• TASK TO COMPLETE
Take the entries below and print only the lines from the one with "pub fn as_str(&self) -> &str" through the one with "use anyhow::Context as _;", exactly as they stand, both ends included.

[Collected data entries]
Start of Block

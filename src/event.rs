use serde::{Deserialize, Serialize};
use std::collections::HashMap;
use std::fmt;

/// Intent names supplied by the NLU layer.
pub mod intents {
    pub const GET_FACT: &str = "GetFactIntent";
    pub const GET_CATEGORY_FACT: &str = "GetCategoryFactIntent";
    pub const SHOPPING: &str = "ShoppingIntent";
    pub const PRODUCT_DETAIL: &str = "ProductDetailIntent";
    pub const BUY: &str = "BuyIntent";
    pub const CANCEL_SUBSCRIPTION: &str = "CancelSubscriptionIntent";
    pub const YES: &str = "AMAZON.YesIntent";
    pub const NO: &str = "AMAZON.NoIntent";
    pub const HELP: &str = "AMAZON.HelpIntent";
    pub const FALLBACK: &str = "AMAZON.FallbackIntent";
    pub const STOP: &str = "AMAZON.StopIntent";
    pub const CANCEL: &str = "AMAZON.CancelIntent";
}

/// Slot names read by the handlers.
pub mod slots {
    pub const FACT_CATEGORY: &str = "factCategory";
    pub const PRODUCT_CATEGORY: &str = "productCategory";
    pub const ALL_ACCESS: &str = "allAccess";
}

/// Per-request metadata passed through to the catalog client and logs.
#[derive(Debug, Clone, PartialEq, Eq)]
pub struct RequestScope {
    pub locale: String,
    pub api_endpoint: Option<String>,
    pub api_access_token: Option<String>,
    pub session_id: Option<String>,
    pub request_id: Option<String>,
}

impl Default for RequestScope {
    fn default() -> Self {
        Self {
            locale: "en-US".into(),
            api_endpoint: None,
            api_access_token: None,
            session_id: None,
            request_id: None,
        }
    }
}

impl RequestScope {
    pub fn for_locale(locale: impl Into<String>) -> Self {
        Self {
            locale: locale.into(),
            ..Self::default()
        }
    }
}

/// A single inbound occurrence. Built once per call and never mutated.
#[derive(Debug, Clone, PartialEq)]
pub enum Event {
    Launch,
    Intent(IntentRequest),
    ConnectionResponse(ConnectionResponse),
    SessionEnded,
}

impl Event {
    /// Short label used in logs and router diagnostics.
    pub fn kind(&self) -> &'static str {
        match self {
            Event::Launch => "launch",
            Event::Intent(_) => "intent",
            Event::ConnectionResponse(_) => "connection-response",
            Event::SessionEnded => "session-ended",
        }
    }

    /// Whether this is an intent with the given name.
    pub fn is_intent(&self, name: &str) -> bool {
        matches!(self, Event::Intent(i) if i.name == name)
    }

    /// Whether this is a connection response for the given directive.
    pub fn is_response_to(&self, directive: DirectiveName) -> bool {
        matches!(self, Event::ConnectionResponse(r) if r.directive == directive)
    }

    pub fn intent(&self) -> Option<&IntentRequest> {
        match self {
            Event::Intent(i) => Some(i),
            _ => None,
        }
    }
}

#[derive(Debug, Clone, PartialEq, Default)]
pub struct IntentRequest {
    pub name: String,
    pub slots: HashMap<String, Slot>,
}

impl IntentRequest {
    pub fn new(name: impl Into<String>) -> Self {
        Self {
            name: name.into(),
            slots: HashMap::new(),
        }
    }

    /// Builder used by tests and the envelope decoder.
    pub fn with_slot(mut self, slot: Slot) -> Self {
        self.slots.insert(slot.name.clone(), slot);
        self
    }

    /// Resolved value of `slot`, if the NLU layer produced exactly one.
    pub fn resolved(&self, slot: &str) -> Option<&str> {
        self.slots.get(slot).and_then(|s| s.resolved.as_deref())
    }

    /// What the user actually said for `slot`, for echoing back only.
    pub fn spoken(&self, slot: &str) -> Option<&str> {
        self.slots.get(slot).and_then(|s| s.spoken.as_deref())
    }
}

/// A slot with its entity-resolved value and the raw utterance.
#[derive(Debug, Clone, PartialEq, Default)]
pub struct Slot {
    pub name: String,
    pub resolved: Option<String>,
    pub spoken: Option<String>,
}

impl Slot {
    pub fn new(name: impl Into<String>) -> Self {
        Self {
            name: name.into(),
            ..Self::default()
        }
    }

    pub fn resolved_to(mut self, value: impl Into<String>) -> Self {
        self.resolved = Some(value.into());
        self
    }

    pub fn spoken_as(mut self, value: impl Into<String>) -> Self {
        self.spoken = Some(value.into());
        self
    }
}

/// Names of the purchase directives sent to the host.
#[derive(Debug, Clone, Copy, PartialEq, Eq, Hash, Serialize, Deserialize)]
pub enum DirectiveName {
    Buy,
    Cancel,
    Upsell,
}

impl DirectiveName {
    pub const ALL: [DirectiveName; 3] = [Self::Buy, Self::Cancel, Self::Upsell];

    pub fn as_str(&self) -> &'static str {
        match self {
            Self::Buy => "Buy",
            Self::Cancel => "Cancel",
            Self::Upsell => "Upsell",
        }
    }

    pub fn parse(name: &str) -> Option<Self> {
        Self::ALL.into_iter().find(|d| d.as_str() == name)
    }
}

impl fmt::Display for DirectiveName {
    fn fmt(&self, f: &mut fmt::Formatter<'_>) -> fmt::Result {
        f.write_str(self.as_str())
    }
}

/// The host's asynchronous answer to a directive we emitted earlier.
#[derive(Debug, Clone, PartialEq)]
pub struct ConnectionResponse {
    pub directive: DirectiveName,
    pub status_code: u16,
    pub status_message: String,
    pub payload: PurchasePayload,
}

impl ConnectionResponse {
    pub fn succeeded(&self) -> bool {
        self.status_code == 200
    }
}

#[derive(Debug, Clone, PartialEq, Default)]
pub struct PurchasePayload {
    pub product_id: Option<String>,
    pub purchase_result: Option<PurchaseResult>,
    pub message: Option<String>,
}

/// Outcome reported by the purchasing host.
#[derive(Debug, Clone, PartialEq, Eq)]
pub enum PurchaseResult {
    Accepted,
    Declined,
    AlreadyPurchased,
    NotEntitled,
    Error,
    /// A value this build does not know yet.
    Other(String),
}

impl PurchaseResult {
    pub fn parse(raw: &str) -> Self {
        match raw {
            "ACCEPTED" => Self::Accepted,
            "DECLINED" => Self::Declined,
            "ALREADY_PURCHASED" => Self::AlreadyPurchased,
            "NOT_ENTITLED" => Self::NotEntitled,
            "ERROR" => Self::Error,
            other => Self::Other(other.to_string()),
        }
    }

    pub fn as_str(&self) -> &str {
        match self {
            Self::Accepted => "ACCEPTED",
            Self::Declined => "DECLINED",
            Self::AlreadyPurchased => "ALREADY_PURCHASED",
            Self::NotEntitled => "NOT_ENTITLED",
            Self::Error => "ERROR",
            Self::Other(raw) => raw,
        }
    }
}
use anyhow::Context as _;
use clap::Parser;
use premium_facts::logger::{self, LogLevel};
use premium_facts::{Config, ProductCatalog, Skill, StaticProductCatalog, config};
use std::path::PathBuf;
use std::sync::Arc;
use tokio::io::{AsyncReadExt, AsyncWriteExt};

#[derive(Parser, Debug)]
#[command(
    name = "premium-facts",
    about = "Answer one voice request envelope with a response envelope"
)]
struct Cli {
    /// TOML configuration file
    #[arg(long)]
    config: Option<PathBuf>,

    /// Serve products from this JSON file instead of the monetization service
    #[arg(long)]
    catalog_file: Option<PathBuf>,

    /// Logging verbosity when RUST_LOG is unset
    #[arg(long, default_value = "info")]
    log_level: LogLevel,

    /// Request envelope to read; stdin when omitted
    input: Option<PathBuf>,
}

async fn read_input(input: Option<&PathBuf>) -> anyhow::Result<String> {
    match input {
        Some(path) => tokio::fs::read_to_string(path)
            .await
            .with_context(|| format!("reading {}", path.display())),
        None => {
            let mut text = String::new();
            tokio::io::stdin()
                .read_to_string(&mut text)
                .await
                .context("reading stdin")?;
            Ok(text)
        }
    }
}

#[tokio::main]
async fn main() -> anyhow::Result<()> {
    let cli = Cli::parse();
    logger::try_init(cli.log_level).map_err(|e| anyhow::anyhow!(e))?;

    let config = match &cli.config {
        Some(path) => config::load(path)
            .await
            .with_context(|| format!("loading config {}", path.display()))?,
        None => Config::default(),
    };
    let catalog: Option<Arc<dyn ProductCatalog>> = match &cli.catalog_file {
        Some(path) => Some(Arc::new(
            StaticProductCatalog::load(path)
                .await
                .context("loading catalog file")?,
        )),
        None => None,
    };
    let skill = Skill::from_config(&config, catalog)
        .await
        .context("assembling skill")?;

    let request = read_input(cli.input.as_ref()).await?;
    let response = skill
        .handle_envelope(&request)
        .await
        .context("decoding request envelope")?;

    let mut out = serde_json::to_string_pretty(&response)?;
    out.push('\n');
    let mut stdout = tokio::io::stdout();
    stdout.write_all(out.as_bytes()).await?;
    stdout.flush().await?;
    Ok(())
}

End of Block
Start of Block

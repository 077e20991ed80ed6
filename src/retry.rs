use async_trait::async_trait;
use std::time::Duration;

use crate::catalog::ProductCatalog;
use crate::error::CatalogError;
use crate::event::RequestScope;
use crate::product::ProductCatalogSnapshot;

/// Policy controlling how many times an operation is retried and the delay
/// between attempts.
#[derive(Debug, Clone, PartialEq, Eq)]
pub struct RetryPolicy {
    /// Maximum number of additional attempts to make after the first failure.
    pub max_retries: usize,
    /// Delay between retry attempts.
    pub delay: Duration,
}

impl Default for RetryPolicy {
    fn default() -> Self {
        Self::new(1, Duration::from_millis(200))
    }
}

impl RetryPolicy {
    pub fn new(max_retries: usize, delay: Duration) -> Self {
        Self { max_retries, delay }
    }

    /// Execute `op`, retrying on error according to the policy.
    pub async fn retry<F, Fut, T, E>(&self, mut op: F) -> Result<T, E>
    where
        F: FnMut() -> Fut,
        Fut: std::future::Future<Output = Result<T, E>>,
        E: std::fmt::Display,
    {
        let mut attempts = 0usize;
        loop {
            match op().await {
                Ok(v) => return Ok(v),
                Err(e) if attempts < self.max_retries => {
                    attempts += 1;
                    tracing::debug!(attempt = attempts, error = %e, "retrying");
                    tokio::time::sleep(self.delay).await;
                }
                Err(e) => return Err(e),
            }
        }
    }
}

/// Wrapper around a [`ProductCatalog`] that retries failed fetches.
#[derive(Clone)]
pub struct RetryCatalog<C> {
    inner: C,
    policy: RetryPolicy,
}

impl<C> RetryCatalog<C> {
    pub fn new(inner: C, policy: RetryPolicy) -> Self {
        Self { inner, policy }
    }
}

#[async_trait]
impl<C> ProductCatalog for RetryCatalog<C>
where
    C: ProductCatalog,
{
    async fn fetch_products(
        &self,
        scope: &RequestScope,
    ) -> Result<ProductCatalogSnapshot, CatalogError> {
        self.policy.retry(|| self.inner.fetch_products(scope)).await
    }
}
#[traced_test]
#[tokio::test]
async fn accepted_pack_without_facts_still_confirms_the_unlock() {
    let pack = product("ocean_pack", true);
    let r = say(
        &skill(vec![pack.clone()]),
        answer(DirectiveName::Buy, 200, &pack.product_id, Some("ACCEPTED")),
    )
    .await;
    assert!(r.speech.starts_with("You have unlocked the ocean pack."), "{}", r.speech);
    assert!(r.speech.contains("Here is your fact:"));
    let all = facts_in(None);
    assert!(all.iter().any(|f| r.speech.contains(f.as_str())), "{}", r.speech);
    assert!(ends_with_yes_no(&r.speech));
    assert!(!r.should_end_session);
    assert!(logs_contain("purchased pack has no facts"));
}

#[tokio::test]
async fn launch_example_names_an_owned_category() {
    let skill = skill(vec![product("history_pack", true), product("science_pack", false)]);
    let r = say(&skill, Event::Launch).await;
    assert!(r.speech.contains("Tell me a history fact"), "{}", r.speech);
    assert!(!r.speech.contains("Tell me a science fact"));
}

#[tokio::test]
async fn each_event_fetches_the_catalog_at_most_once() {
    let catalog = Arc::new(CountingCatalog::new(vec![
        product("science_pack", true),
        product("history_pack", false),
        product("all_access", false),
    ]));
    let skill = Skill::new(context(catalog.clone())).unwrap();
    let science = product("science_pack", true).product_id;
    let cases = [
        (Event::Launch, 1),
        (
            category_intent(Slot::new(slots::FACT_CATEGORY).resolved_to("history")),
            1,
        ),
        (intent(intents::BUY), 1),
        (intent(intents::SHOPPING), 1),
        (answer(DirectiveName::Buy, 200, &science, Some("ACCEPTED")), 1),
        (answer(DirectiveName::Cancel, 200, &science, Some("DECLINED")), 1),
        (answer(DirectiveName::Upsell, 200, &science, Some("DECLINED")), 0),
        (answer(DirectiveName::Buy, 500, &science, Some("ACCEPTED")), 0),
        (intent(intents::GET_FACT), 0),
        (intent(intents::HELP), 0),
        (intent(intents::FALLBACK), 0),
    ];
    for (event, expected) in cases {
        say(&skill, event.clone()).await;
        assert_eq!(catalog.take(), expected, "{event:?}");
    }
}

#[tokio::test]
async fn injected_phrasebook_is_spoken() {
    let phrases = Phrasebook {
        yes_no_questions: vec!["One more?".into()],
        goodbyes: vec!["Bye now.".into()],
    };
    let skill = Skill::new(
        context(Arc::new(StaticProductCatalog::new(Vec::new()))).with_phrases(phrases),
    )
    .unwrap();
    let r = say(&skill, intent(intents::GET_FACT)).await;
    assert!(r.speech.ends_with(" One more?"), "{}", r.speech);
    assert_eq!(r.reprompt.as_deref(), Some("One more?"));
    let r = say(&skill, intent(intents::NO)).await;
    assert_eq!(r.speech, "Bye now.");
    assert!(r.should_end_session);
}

End of Block

• PROBLEM SOLUTION
    pub fn as_str(&self) -> &str {
        match self {
            Self::Accepted => "ACCEPTED",
            Self::Declined => "DECLINED",
            Self::AlreadyPurchased => "ALREADY_PURCHASED",
            Self::NotEntitled => "NOT_ENTITLED",
            Self::Error => "ERROR",
            Self::Other(raw) => raw,
        }
    }
}
use anyhow::Context as _;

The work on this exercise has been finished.